**PROMPT:**
An exact copy of all the data below is needed.

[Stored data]
┄┄┄┄┄┄┄┄┄┄┄┄┄┄┄┄┄┄┄┄
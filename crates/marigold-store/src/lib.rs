//! Marigold Store
//!
//! This crate provides the persistence boundary for the orchestration core.
//! Two backends implement the [`Store`] trait:
//!
//! - [`MemoryStore`]: everything behind one lock; used by tests and the
//!   ephemeral server mode.
//! - [`SqliteStore`]: SQLite through sqlx, with migrations under `migrations/`.
//!
//! The trait covers:
//! - Runs and their append-only state history, including the
//!   compare-and-swap commit used by the state transition engine
//! - Deployments and scheduler inserts
//! - Work pools, work queues, worker heartbeats
//! - Tag concurrency limits
//! - Notification policies and the notification queue

mod filter;
mod memory;
mod sqlite;

pub use filter::RunFilter;
pub use memory::MemoryStore;
pub use sqlite::SqliteStore;

use async_trait::async_trait;
use chrono::{DateTime, Utc};
use marigold_schemas::{
  ConcurrencyLimit, Deployment, NotificationPolicy, QueuedNotification, Run, State, WorkPool,
  WorkQueue, Worker,
};
use uuid::Uuid;

/// Error type for storage operations.
#[derive(Debug, thiserror::Error)]
pub enum Error {
  /// The requested record was not found.
  #[error("not found: {0}")]
  NotFound(String),

  /// A record with the same unique key already exists.
  #[error("already exists: {0}")]
  AlreadyExists(String),

  /// The run's current state changed since it was read.
  #[error("conflict: {0}")]
  Conflict(String),

  /// The caller passed a record the store cannot persist.
  #[error("invalid record: {0}")]
  Invalid(String),

  /// A stored value could not be decoded.
  #[error("serialization error: {0}")]
  Serialization(String),

  /// A database error occurred.
  #[error("database error: {0}")]
  Database(#[from] sqlx::Error),
}

/// Storage trait for the orchestration core.
#[async_trait]
pub trait Store: Send + Sync {
  /// Create a run. Its initial state, if any, becomes the first history entry.
  async fn create_run(&self, run: &Run) -> Result<(), Error>;

  /// Get a run, with its current state, by ID.
  async fn read_run(&self, run_id: Uuid) -> Result<Run, Error>;

  /// List runs matching a filter.
  async fn read_runs(&self, filter: &RunFilter) -> Result<Vec<Run>, Error>;

  /// Full state history of a run, oldest first.
  async fn read_run_states(&self, run_id: Uuid) -> Result<Vec<State>, Error>;

  /// Persist `run.state` as the run's new current state.
  ///
  /// Fails with [`Error::Conflict`] unless the stored current state id equals
  /// `expected_state_id`. On success the state row is appended and every
  /// denormalized run column is rewritten, in one atomic unit.
  async fn commit_transition(&self, run: &Run, expected_state_id: Option<Uuid>)
  -> Result<(), Error>;

  /// Newest COMPLETED state with `cache_key` that has not expired at `now`.
  async fn read_cached_state(
    &self,
    cache_key: &str,
    now: DateTime<Utc>,
  ) -> Result<Option<State>, Error>;

  /// Create a deployment.
  async fn create_deployment(&self, deployment: &Deployment) -> Result<(), Error>;

  /// Get a deployment by ID.
  async fn read_deployment(&self, deployment_id: Uuid) -> Result<Deployment, Error>;

  /// Replace a deployment.
  async fn update_deployment(&self, deployment: &Deployment) -> Result<(), Error>;

  /// Unpaused deployments with at least one active schedule.
  async fn read_schedulable_deployments(
    &self,
    offset: usize,
    limit: usize,
  ) -> Result<Vec<Deployment>, Error>;

  /// Insert scheduler-created runs, skipping any whose
  /// `(deployment_id, idempotency_key)` already exists. Returns how many were inserted.
  async fn insert_scheduled_runs(&self, runs: &[Run]) -> Result<usize, Error>;

  /// Create a work pool. Names are unique.
  async fn create_work_pool(&self, pool: &WorkPool) -> Result<(), Error>;

  /// Get a work pool by name.
  async fn read_work_pool_by_name(&self, name: &str) -> Result<Option<WorkPool>, Error>;

  /// Replace a work pool.
  async fn update_work_pool(&self, pool: &WorkPool) -> Result<(), Error>;

  /// Create a work queue. Names are unique within a pool.
  async fn create_work_queue(&self, queue: &WorkQueue) -> Result<(), Error>;

  /// Get a work queue by ID.
  async fn read_work_queue(&self, queue_id: Uuid) -> Result<WorkQueue, Error>;

  /// Get a work queue by name within a pool.
  async fn read_work_queue_by_name(
    &self,
    pool_id: Uuid,
    name: &str,
  ) -> Result<Option<WorkQueue>, Error>;

  /// All queues in a pool, ordered by priority then name.
  async fn read_work_queues(&self, pool_id: Uuid) -> Result<Vec<WorkQueue>, Error>;

  /// Replace a work queue.
  async fn update_work_queue(&self, queue: &WorkQueue) -> Result<(), Error>;

  /// Set only `last_polled`, leaving settings an operator may have changed alone.
  async fn touch_work_queue_polled(&self, queue_id: Uuid, at: DateTime<Utc>) -> Result<(), Error>;

  /// Delete a work queue. Its runs are left untouched.
  async fn delete_work_queue(&self, queue_id: Uuid) -> Result<(), Error>;

  /// SCHEDULED runs in the given queues, due by `scheduled_before`, whose
  /// deployment is not paused, ordered by next scheduled start time.
  async fn read_scheduled_runs_for_queues(
    &self,
    queue_ids: &[Uuid],
    scheduled_before: DateTime<Utc>,
    limit: Option<usize>,
  ) -> Result<Vec<Run>, Error>;

  /// Number of PENDING, RUNNING or CANCELLING runs in the given queues.
  async fn count_active_runs(&self, queue_ids: &[Uuid]) -> Result<usize, Error>;

  /// Record a heartbeat, creating the worker on first contact.
  async fn upsert_worker_heartbeat(
    &self,
    pool_id: Uuid,
    name: &str,
    at: DateTime<Utc>,
  ) -> Result<(), Error>;

  /// Workers known to a pool.
  async fn read_workers(&self, pool_id: Uuid) -> Result<Vec<Worker>, Error>;

  /// Create a tag concurrency limit. Tags are unique.
  async fn create_concurrency_limit(&self, limit: &ConcurrencyLimit) -> Result<(), Error>;

  /// Get the limit for a tag, with its current slot holders.
  async fn read_concurrency_limit(&self, tag: &str) -> Result<Option<ConcurrencyLimit>, Error>;

  /// Limits for whichever of `tags` have one.
  async fn read_concurrency_limits(&self, tags: &[String]) -> Result<Vec<ConcurrencyLimit>, Error>;

  /// Delete the limit for a tag, dropping its slots.
  async fn delete_concurrency_limit(&self, tag: &str) -> Result<(), Error>;

  /// Take a slot on every limited tag for `run_id`, or none at all.
  ///
  /// Tags without a limit are ignored. Re-acquiring for a run that already
  /// holds a slot does not take a second one.
  async fn acquire_concurrency_slots(&self, tags: &[String], run_id: Uuid) -> Result<bool, Error>;

  /// Give back `run_id`'s slots. Tags it does not hold are skipped.
  async fn release_concurrency_slots(&self, tags: &[String], run_id: Uuid) -> Result<(), Error>;

  /// Create a notification policy.
  async fn create_notification_policy(&self, policy: &NotificationPolicy) -> Result<(), Error>;

  /// List notification policies.
  async fn read_notification_policies(
    &self,
    active_only: bool,
  ) -> Result<Vec<NotificationPolicy>, Error>;

  /// Append to the notification queue.
  async fn enqueue_notification(&self, notification: &QueuedNotification) -> Result<(), Error>;

  /// Remove and return the oldest queued notification.
  async fn pop_notification(&self) -> Result<Option<QueuedNotification>, Error>;
}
┄┄┄┄┄┄┄┄┄┄┄┄┄┄┄┄┄┄┄┄
**SOLUTION TO THIS PROBLEM:**
filename crates/marigold-store/src/lib.rs
//! Marigold Store
//!
//! This crate provides the persistence boundary for the orchestration core.
//! Two backends implement the [`Store`] trait:
//!
//! - [`MemoryStore`]: everything behind one lock; used by tests and the
//!   ephemeral server mode.
//! - [`SqliteStore`]: SQLite through sqlx, with migrations under `migrations/`.
//!
//! The trait covers:
//! - Runs and their append-only state history, including the
//!   compare-and-swap commit used by the state transition engine
//! - Deployments and scheduler inserts
//! - Work pools, work queues, worker heartbeats
//! - Tag concurrency limits
//! - Notification policies and the notification queue

mod filter;
mod memory;
mod sqlite;

pub use filter::RunFilter;
pub use memory::MemoryStore;
pub use sqlite::SqliteStore;

use async_trait::async_trait;
use chrono::{DateTime, Utc};
use marigold_schemas::{
  ConcurrencyLimit, Deployment, NotificationPolicy, QueuedNotification, Run, State, WorkPool,
  WorkQueue, Worker,
};
use uuid::Uuid;

/// Error type for storage operations.
#[derive(Debug, thiserror::Error)]
pub enum Error {
  /// The requested record was not found.
  #[error("not found: {0}")]
  NotFound(String),

  /// A record with the same unique key already exists.
  #[error("already exists: {0}")]
  AlreadyExists(String),

  /// The run's current state changed since it was read.
  #[error("conflict: {0}")]
  Conflict(String),

  /// The caller passed a record the store cannot persist.
  #[error("invalid record: {0}")]
  Invalid(String),

  /// A stored value could not be decoded.
  #[error("serialization error: {0}")]
  Serialization(String),

  /// A database error occurred.
  #[error("database error: {0}")]
  Database(#[from] sqlx::Error),
}

/// Storage trait for the orchestration core.
#[async_trait]
pub trait Store: Send + Sync {
  /// Create a run. Its initial state, if any, becomes the first history entry.
  async fn create_run(&self, run: &Run) -> Result<(), Error>;

  /// Get a run, with its current state, by ID.
  async fn read_run(&self, run_id: Uuid) -> Result<Run, Error>;

  /// List runs matching a filter.
  async fn read_runs(&self, filter: &RunFilter) -> Result<Vec<Run>, Error>;

  /// Full state history of a run, oldest first.
  async fn read_run_states(&self, run_id: Uuid) -> Result<Vec<State>, Error>;

  /// Persist `run.state` as the run's new current state.
  ///
  /// Fails with [`Error::Conflict`] unless the stored current state id equals
  /// `expected_state_id`. On success the state row is appended and every
  /// denormalized run column is rewritten, in one atomic unit.
  async fn commit_transition(&self, run: &Run, expected_state_id: Option<Uuid>)
  -> Result<(), Error>;

  /// Newest COMPLETED state with `cache_key` that has not expired at `now`.
  async fn read_cached_state(
    &self,
    cache_key: &str,
    now: DateTime<Utc>,
  ) -> Result<Option<State>, Error>;

  /// Create a deployment.
  async fn create_deployment(&self, deployment: &Deployment) -> Result<(), Error>;

  /// Get a deployment by ID.
  async fn read_deployment(&self, deployment_id: Uuid) -> Result<Deployment, Error>;

  /// Replace a deployment.
  async fn update_deployment(&self, deployment: &Deployment) -> Result<(), Error>;

  /// Unpaused deployments with at least one active schedule.
  async fn read_schedulable_deployments(
    &self,
    offset: usize,
    limit: usize,
  ) -> Result<Vec<Deployment>, Error>;

  /// Insert scheduler-created runs, skipping any whose
  /// `(deployment_id, idempotency_key)` already exists. Returns how many were inserted.
  async fn insert_scheduled_runs(&self, runs: &[Run]) -> Result<usize, Error>;

  /// Create a work pool. Names are unique.
  async fn create_work_pool(&self, pool: &WorkPool) -> Result<(), Error>;

  /// Get a work pool by name.
  async fn read_work_pool_by_name(&self, name: &str) -> Result<Option<WorkPool>, Error>;

  /// Replace a work pool.
  async fn update_work_pool(&self, pool: &WorkPool) -> Result<(), Error>;

  /// Create a work queue. Names are unique within a pool.
  async fn create_work_queue(&self, queue: &WorkQueue) -> Result<(), Error>;

  /// Get a work queue by ID.
  async fn read_work_queue(&self, queue_id: Uuid) -> Result<WorkQueue, Error>;

  /// Get a work queue by name within a pool.
  async fn read_work_queue_by_name(
    &self,
    pool_id: Uuid,
    name: &str,
  ) -> Result<Option<WorkQueue>, Error>;

  /// All queues in a pool, ordered by priority then name.
  async fn read_work_queues(&self, pool_id: Uuid) -> Result<Vec<WorkQueue>, Error>;

  /// Replace a work queue.
  async fn update_work_queue(&self, queue: &WorkQueue) -> Result<(), Error>;

  /// Set only `last_polled`, leaving settings an operator may have changed alone.
  async fn touch_work_queue_polled(&self, queue_id: Uuid, at: DateTime<Utc>) -> Result<(), Error>;

  /// Delete a work queue. Its runs are left untouched.
  async fn delete_work_queue(&self, queue_id: Uuid) -> Result<(), Error>;

  /// SCHEDULED runs in the given queues, due by `scheduled_before`, whose
  /// deployment is not paused, ordered by next scheduled start time.
  async fn read_scheduled_runs_for_queues(
    &self,
    queue_ids: &[Uuid],
    scheduled_before: DateTime<Utc>,
    limit: Option<usize>,
  ) -> Result<Vec<Run>, Error>;

  /// Number of PENDING, RUNNING or CANCELLING runs in the given queues.
  async fn count_active_runs(&self, queue_ids: &[Uuid]) -> Result<usize, Error>;

  /// Record a heartbeat, creating the worker on first contact.
  async fn upsert_worker_heartbeat(
    &self,
    pool_id: Uuid,
    name: &str,
    at: DateTime<Utc>,
  ) -> Result<(), Error>;

  /// Workers known to a pool.
  async fn read_workers(&self, pool_id: Uuid) -> Result<Vec<Worker>, Error>;

  /// Create a tag concurrency limit. Tags are unique.
  async fn create_concurrency_limit(&self, limit: &ConcurrencyLimit) -> Result<(), Error>;

  /// Get the limit for a tag, with its current slot holders.
  async fn read_concurrency_limit(&self, tag: &str) -> Result<Option<ConcurrencyLimit>, Error>;

  /// Limits for whichever of `tags` have one.
  async fn read_concurrency_limits(&self, tags: &[String]) -> Result<Vec<ConcurrencyLimit>, Error>;

  /// Delete the limit for a tag, dropping its slots.
  async fn delete_concurrency_limit(&self, tag: &str) -> Result<(), Error>;

  /// Take a slot on every limited tag for `run_id`, or none at all.
  ///
  /// Tags without a limit are ignored. Re-acquiring for a run that already
  /// holds a slot does not take a second one.
  async fn acquire_concurrency_slots(&self, tags: &[String], run_id: Uuid) -> Result<bool, Error>;

  /// Give back `run_id`'s slots. Tags it does not hold are skipped.
  async fn release_concurrency_slots(&self, tags: &[String], run_id: Uuid) -> Result<(), Error>;

  /// Create a notification policy.
  async fn create_notification_policy(&self, policy: &NotificationPolicy) -> Result<(), Error>;

  /// List notification policies.
  async fn read_notification_policies(
    &self,
    active_only: bool,
  ) -> Result<Vec<NotificationPolicy>, Error>;

  /// Append to the notification queue.
  async fn enqueue_notification(&self, notification: &QueuedNotification) -> Result<(), Error>;

  /// Remove and return the oldest queued notification.
  async fn pop_notification(&self) -> Result<Option<QueuedNotification>, Error>;
}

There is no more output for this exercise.